The Mermaid's Tale: March 2019

A couple of decades ago, several of us, led by Luca Cavalli-Sforza, Marc Feldman, Ken Kidd, and several others (including yours truly), got together to suggest a worldwide sampling of human genetic diversity that would specifically include the diverse 'anthropological' populations (traditional tribal groups who still existed but were being surrounded or incorporated -- or worse -- by the growing, large agricultural/industrial civilizations.
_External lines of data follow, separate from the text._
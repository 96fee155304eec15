use crate::models::{PlayTicket, SessionState, Track};

/// Per-guild view of the voice session: connection state plus the track the engine was last told to play.
#[derive(Debug)]
pub struct PlaybackSession {
    state: SessionState,
    current: Option<(PlayTicket, Track)>,
    generation: u64,
}

impl Default for PlaybackSession {
    fn default() -> Self {
        PlaybackSession {
            state: SessionState::Disconnected,
            current: None,
            generation: 0,
        }
    }
}

impl PlaybackSession {
    pub fn state(&self) -> SessionState {
        self.state
    }

    pub fn is_idle(&self) -> bool {
        self.state == SessionState::Idle
    }

    pub fn is_connected(&self) -> bool {
        self.state != SessionState::Disconnected
    }

    pub fn now_playing(&self) -> Option<&Track> {
        self.current.as_ref().map(|(_, track)| track)
    }

    pub fn is_current(&self, ticket: PlayTicket) -> bool {
        matches!(&self.current, Some((current, _)) if *current == ticket)
    }

    pub fn connected(&mut self) {
        if self.state == SessionState::Disconnected {
            self.state = SessionState::Idle;
        }
    }

    /// Issues a fresh ticket for `track` and marks the session as playing.
    pub fn begin(&mut self, track: Track) -> PlayTicket {
        self.generation += 1;
        let ticket = PlayTicket(self.generation);

        self.current = Some((ticket, track));
        self.state = SessionState::Playing;

        ticket
    }

    /// Drops the current ticket; the session stays connected.
    pub fn finish(&mut self) {
        self.current = None;

        if self.state != SessionState::Disconnected {
            self.state = SessionState::Idle;
        }
    }

    pub fn paused(&mut self) {
        if self.state == SessionState::Playing {
            self.state = SessionState::Paused;
        }
    }

    pub fn resumed(&mut self) {
        if self.state == SessionState::Paused {
            self.state = SessionState::Playing;
        }
    }

    pub fn disconnected(&mut self) {
        self.current = None;
        self.state = SessionState::Disconnected;
    }
}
The idea, called the Human Genome Diversity Project (HGDP), was to collect DNA samples from hundreds of populations worldwide who would otherwise be un- or under-represented in the available data on human genomic variation. The large agricultural/industrial populations are swamping (if not literally exterminating) these more ethnically aboriginal peoples. Yet their pattern of genomic diversity is that from which the dense populations derived, and the latters' variation may tell us about the origins and nature, and perhaps adaptive fitness, interactions and so on of the larger pan-human population into which 'we' grew.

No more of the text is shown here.